The duration of humoral and cell-mediated protective immunity afforded by smallpox vaccination remains unknown, yet there is both empirical [96], [97] and experimental [43], [98], [99], [100] evidence that some degree of immunity to smallpox persists for several decades postvaccination. In addition, Hammarlund and colleagues recently reported that smallpox vaccination as much as 48 years pre-exposure conferred immunity to humans exposed to monkeypox [101]. No data on the duration of long-term immunity to LC16m8 are currently available, however, immunity duration will be an important consideration for all new smallpox vaccine candidates.

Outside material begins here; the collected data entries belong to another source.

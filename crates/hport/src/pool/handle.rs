// SPDX-License-Identifier: Apache-2.0 OR MIT
// Copyright (c) 2025-2026 naskel.com

//! Location-independent references into a [`FixedPool`](super::FixedPool).
//!
//! A handle is `(slot index, generation)`. It stays meaningful in every address
//! space that maps the registry, whatever the mapping base, and it can be stored
//! atomically in shared records through [`AtomicHandle`].
//!
//! Encoded as: upper 32 bits = generation, lower 32 bits = slot index.

use std::fmt;
use std::hash::{Hash, Hasher};
use std::marker::PhantomData;
use std::sync::atomic::{AtomicU64, Ordering};

/// Raw value of an empty [`AtomicHandle`]. Never produced by a pool.
const NO_HANDLE: u64 = u64::MAX;

/// Typed, generation-checked reference to a pool slot.
pub struct Handle<T> {
    index: u32,
    generation: u32,
    _marker: PhantomData<fn() -> T>,
}

impl<T> Handle<T> {
    pub(crate) const fn new(index: u32, generation: u32) -> Self {
        Self {
            index,
            generation,
            _marker: PhantomData,
        }
    }

    /// Slot index inside the pool.
    #[must_use]
    pub const fn index(self) -> u32 {
        self.index
    }

    /// Slot generation at the time the handle was issued.
    #[must_use]
    pub const fn generation(self) -> u32 {
        self.generation
    }

    /// Pack into a single word for atomic storage.
    #[must_use]
    pub const fn to_raw(self) -> u64 {
        ((self.generation as u64) << 32) | self.index as u64
    }

    /// Unpack a word produced by [`Handle::to_raw`].
    #[must_use]
    pub const fn from_raw(raw: u64) -> Self {
        // Truncating casts split the two 32-bit halves
        Self::new(raw as u32, (raw >> 32) as u32)
    }
}

impl<T> Clone for Handle<T> {
    fn clone(&self) -> Self {
        *self
    }
}

impl<T> Copy for Handle<T> {}

impl<T> PartialEq for Handle<T> {
    fn eq(&self, other: &Self) -> bool {
        self.index == other.index && self.generation == other.generation
    }
}

impl<T> Eq for Handle<T> {}

impl<T> PartialOrd for Handle<T> {
    fn partial_cmp(&self, other: &Self) -> Option<std::cmp::Ordering> {
        Some(self.cmp(other))
    }
}

impl<T> Ord for Handle<T> {
    fn cmp(&self, other: &Self) -> std::cmp::Ordering {
        (self.index, self.generation).cmp(&(other.index, other.generation))
    }
}

impl<T> Hash for Handle<T> {
    fn hash<H: Hasher>(&self, state: &mut H) {
        self.to_raw().hash(state);
    }
}

impl<T> fmt::Debug for Handle<T> {
    fn fmt(&self, f: &mut fmt::Formatter<'_>) -> fmt::Result {
        write!(f, "Handle({}@{})", self.index, self.generation)
    }
}

/// Optional [`Handle`] readable and writable in a single atomic step.
///
/// Readers in other processes never observe a half-written reference.
pub struct AtomicHandle<T> {
    raw: AtomicU64,
    _marker: PhantomData<fn() -> T>,
}

impl<T> AtomicHandle<T> {
    #[must_use]
    pub const fn empty() -> Self {
        Self {
            raw: AtomicU64::new(NO_HANDLE),
            _marker: PhantomData,
        }
    }

    #[must_use]
    pub fn load(&self) -> Option<Handle<T>> {
        decode(self.raw.load(Ordering::Acquire))
    }

    pub fn store(&self, handle: Option<Handle<T>>) {
        self.raw.store(encode(handle), Ordering::Release);
    }

    /// Store `handle` and return the previous value.
    pub fn swap(&self, handle: Option<Handle<T>>) -> Option<Handle<T>> {
        decode(self.raw.swap(encode(handle), Ordering::AcqRel))
    }

    /// Clear the reference only if it still points at `expected`.
    ///
    /// Returns `true` when the reference was cleared.
    pub fn clear_if(&self, expected: Handle<T>) -> bool {
        self.raw
            .compare_exchange(
                expected.to_raw(),
                NO_HANDLE,
                Ordering::AcqRel,
                Ordering::Acquire,
            )
            .is_ok()
    }

    pub fn take(&self) -> Option<Handle<T>> {
        self.swap(None)
    }
}

impl<T> Default for AtomicHandle<T> {
    fn default() -> Self {
        Self::empty()
    }
}

impl<T> fmt::Debug for AtomicHandle<T> {
    fn fmt(&self, f: &mut fmt::Formatter<'_>) -> fmt::Result {
        f.debug_tuple("AtomicHandle").field(&self.load()).finish()
    }
}

fn encode<T>(handle: Option<Handle<T>>) -> u64 {
    handle.map_or(NO_HANDLE, Handle::to_raw)
}

fn decode<T>(raw: u64) -> Option<Handle<T>> {
    (raw != NO_HANDLE).then(|| Handle::from_raw(raw))
}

While the biodefense-focused quest for a safe and effective smallpox vaccine is urgent, only the eventual outcomes of controlled clinical and nonclinical studies of new smallpox vaccine candidates will ensure their suitability for use in humans should smallpox recur in the future.

Acknowledgements

We would like to thank the following individuals for their contributions to this manuscript: Hiroyuki Yokote, Munehiro Hirayama, and So Hashizume for permission to reproduce figures and tables from original LC16m8 research reports; Kouji Matsushima for helpful discussions concerning the use of LC16m8 as a vector system; Catherine Bolger for editorial assistance; and Timothy Corrigan for document translation support. In addition, we would like to express our gratitude to clinical investigators Karl Beutner (Solano Clinical Research), Cornelia Dekker (Stanford University Medical Center), Kathryn Edwards (Vanderbilt University Medical Center), Sharon Frey (St. Louis University Health Sciences), and Richard Greenberg (University of Kentucky Medical Center) as well as the many volunteers who have participated in the ongoing Phase I/II trial.